Unraveling the molecular pathophysiology of myelodysplastic syndromes

Abstract

Somatically acquired genetic abnormalities lead to the salient features that define myelodysplastic syndromes (MDS): clonal hematopoiesis, aberrant differentiation, peripheral cytopenias, and risk of progression to acute myeloid leukemia. Although specific karyotypic abnormalities have been linked to MDS for decades, more recent findings have demonstrated the importance of mutations within individual genes, focal alterations that are not apparent by standard cytogenetics, and aberrant epigenetic regulation of gene expression. The spectrum of genetic abnormalities in MDS implicates a wide range of molecular mechanisms in the pathogenesis of these disorders, including activation of tyrosine kinase signaling, genomic instability, impaired differentiation, altered ribosome function, and changes in the bone marrow microenvironment. Specific alterations present in individual patients with MDS may explain much of the heterogeneity in clinical phenotype associated with this disease and can predict prognosis and response to therapy.

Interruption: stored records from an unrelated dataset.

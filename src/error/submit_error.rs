//! Submission, transport, binding and configuration errors.

use crate::path::FieldPath;

use super::FieldErrors;

/// Why a submit attempt did not succeed.
///
/// None of these is fatal: the record is preserved and the user may retry.
#[derive(Debug, thiserror::Error)]
pub enum SubmitError {
    /// The record failed validation; nothing was sent.
    #[error("{0}")]
    Validation(FieldErrors),

    /// The request never produced a response.
    #[error(transparent)]
    Transport(#[from] TransportError),

    /// The server answered but rejected the submission.
    #[error("server rejected submission with status {status}: {message}")]
    Application {
        /// HTTP status code of the response.
        status: u16,
        /// Server-provided message, or the generic failure text.
        message: String,
    },
}

impl SubmitError {
    /// Returns the validation errors if this is a validation failure.
    pub fn field_errors(&self) -> Option<&FieldErrors> {
        match self {
            SubmitError::Validation(errors) => Some(errors),
            _ => None,
        }
    }
}

/// Failure to complete the POST at all.
#[derive(Debug, thiserror::Error)]
pub enum TransportError {
    /// The multipart body could not be built (e.g., an unparsable MIME type).
    #[error("failed to build request: {0}")]
    Request(String),

    /// Network-level failure: connection refused, DNS, reset, timeout.
    #[error("request to {endpoint} failed: {source}")]
    Network {
        /// Where the request was going.
        endpoint: String,
        /// Underlying cause.
        #[source]
        source: Box<dyn std::error::Error + Send + Sync>,
    },
}

/// Failure to read or write a field through a [`FieldBinding`](crate::FieldBinding).
#[derive(Debug, Clone, PartialEq, Eq, thiserror::Error)]
pub enum BindingError {
    /// No field lives at the path.
    #[error("no field at '{0}'")]
    UnknownPath(FieldPath),

    /// The field exists but holds a different kind of value.
    #[error("field '{path}' expects a {expected} value")]
    KindMismatch {
        /// Field that was written.
        path: FieldPath,
        /// Kind the field holds.
        expected: &'static str,
    },
}

/// Invalid configuration value.
#[derive(Debug, thiserror::Error)]
pub enum ConfigError {
    /// An environment variable held a value of the wrong shape.
    #[error("invalid value for {name}: '{value}' ({reason})")]
    InvalidVar {
        /// Variable name.
        name: &'static str,
        /// Offending value.
        value: String,
        /// What was expected.
        reason: &'static str,
    },
}
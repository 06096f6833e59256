//! One live form: its record, its attached errors, and the submit action.

use crate::binding::{FieldBinding, FieldValue};
use crate::config::SubmitConfig;
use crate::error::{BindingError, FieldError, FieldErrors, SubmitError};
use crate::form::{FormValidator, ValidRecord};
use crate::notify::Notifier;
use crate::path::FieldPath;
use crate::payload::assemble;
use crate::record::FormRecord;
use crate::transport::Transport;
use crate::validation::ValidationContext;

/// Shown after a 2xx response.
pub const SUCCESS_MESSAGE: &str = "Successfully submitted the form!";

/// Shown when the server gives no usable message, or no response at all.
pub const FAILURE_MESSAGE: &str = "Failed to submit the form";

/// Owns the single [`FormRecord`] of a page session.
///
/// The record survives failed validation and failed submissions unchanged;
/// only a successful submission resets it.
///
/// # Example
///
/// ```rust,no_run
/// # #[cfg(feature = "http")]
/// # async fn run() -> Result<(), Box<dyn std::error::Error>> {
/// use paperwork::{FormSession, HttpTransport, LogNotifier, SubmitConfig};
///
/// let config = SubmitConfig::from_env()?;
/// let mut session = FormSession::new(config, HttpTransport::new()?, LogNotifier);
/// session.record_mut().first_name = "Ada".into();
///
/// match session.submit().await {
///     Ok(status) => println!("accepted with {status}"),
///     Err(e) => println!("not submitted: {e}"),
/// }
/// # Ok(())
/// # }
/// ```
pub struct FormSession<T, N> {
    record: FormRecord,
    errors: Vec<FieldError>,
    validator: FormValidator,
    config: SubmitConfig,
    context: Option<ValidationContext>,
    transport: T,
    notifier: N,
}

impl<T: Transport, N: Notifier> FormSession<T, N> {
    /// Starts with a default record and the rule set implied by `config`.
    pub fn new(config: SubmitConfig, transport: T, notifier: N) -> Self {
        Self {
            record: FormRecord::default(),
            errors: Vec::new(),
            validator: FormValidator::new(config.schema_options()),
            config,
            context: None,
            transport,
            notifier,
        }
    }

    /// Replaces the rule set.
    ///
    /// The config's document minimum is updated to the validator's, so
    /// [`config`](Self::config) always reports what is enforced.
    pub fn with_validator(mut self, validator: FormValidator) -> Self {
        self.config.min_documents = validator.options().min_documents;
        self.validator = validator;
        self
    }

    /// Validates against a fixed date instead of the clock.
    pub fn with_context(mut self, context: ValidationContext) -> Self {
        self.context = Some(context);
        self
    }

    pub fn record(&self) -> &FormRecord {
        &self.record
    }

    pub fn record_mut(&mut self) -> &mut FormRecord {
        &mut self.record
    }

    /// Errors from the most recent validation, in rule order.
    pub fn errors(&self) -> &[FieldError] {
        &self.errors
    }

    pub fn config(&self) -> &SubmitConfig {
        &self.config
    }

    pub fn notifier(&self) -> &N {
        &self.notifier
    }

    pub fn transport(&self) -> &T {
        &self.transport
    }

    /// Back to a default record with no errors.
    pub fn reset(&mut self) {
        self.record = FormRecord::default();
        self.errors.clear();
    }

    fn context(&self) -> ValidationContext {
        self.context.unwrap_or_else(ValidationContext::now)
    }

    /// Validates the whole record and replaces the attached errors.
    pub fn validate(&mut self) -> Result<ValidRecord, FieldErrors> {
        let result = self.validator.validate(&self.record, &self.context());
        match &result {
            Ok(_) => self.errors.clear(),
            Err(errors) => self.attach_errors(errors),
        }
        result
    }

    /// Re-validates after the user leaves the field at `path`.
    ///
    /// Only the errors at `path` are replaced, so fields the user has not
    /// reached yet stay clean. Returns the errors now at `path`.
    pub fn blur(&mut self, path: &FieldPath) -> Vec<&FieldError> {
        let fresh: Vec<FieldError> = match self.validator.validate(&self.record, &self.context()) {
            Ok(_) => Vec::new(),
            Err(errors) => errors.into_iter().filter(|e| &e.path == path).collect(),
        };
        self.errors.retain(|e| &e.path != path);
        self.errors.extend(fresh);
        self.errors_at(path)
    }

    /// Validates, then sends the record once.
    ///
    /// On a 2xx response the success notification fires and the record is
    /// reset; the status is returned. Every other outcome leaves the record
    /// as it was. Validation failures attach their errors and send nothing.
    pub async fn submit(&mut self) -> Result<u16, SubmitError> {
        let valid = self.validate().map_err(SubmitError::Validation)?;

        let endpoint = self.config.endpoint();
        let payload = assemble(&valid);
        tracing::info!(endpoint = %endpoint, parts = payload.len(), "submitting form");

        match self.transport.post(&endpoint, payload).await {
            Ok(response) if response.is_success() => {
                tracing::info!(endpoint = %endpoint, status = response.status, "form submitted");
                self.notifier.notify_success(SUCCESS_MESSAGE);
                self.reset();
                Ok(response.status)
            }
            Ok(response) => {
                let message = response.message().unwrap_or(FAILURE_MESSAGE).to_string();
                tracing::warn!(
                    endpoint = %endpoint,
                    status = response.status,
                    message = %message,
                    "server rejected submission"
                );
                self.notifier.notify_failure(&message);
                Err(SubmitError::Application {
                    status: response.status,
                    message,
                })
            }
            Err(error) => {
                tracing::warn!(endpoint = %endpoint, error = %error, "submission did not complete");
                self.notifier.notify_failure(FAILURE_MESSAGE);
                Err(SubmitError::Transport(error))
            }
        }
    }
}

impl<T: Transport, N: Notifier> FieldBinding for FormSession<T, N> {
    fn get(&self, path: &FieldPath) -> Option<FieldValue> {
        self.record.get_field(path)
    }

    fn set(&mut self, path: &FieldPath, value: FieldValue) -> Result<(), BindingError> {
        self.record.set_field(path, value)
    }

    fn attach_errors(&mut self, errors: &FieldErrors) {
        self.errors = errors.iter().cloned().collect();
    }

    fn errors_at(&self, path: &FieldPath) -> Vec<&FieldError> {
        self.errors.iter().filter(|e| &e.path == path).collect()
    }

    fn clear_errors(&mut self) {
        self.errors.clear();
    }
}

Elucidation of the full complement of genetic causes of MDS promises profound insight into the biology of the disease, improved classification and prognostic scoring schemes, and the potential for novel targeted therapies with molecular predictors of response.

Fig 1.

Targets of point mutations and deletions in myelodysplastic syndromes. Mutations in multiple pathways have been implicated in the pathogenesis of myelodysplastic syndromes. Features shown in red are targets of activating mutations, whereas mutations or deletions of features in blue result in a loss of function. Mutations that impair function may also cause a gain of function as is believed to be the case for a subset of mutations in CBL, ASXL1, NPM1c, IDH1/ IDH2, TP53, and RUNX1.

Fig 2.

Various pathways to transformation. The defining feature of myelodysplastic syndromes is clonal and inefficient hematopoiesis that causes peripheral cytopenias. A heterogeneous set of genetic and epigenetic abnormalities drive the cellular events that give rise to clinical phenotypes. Individual lesions may be responsible for one transformative step alone (eg, enhanced self-renewal or altered apoptosis) and therefore be clinically silent in isolation, or they could result in several abnormalities (eg, acquired self-renewal and impaired differentiation). Cooperation between two or more lesions is likely needed for the full expression of disease.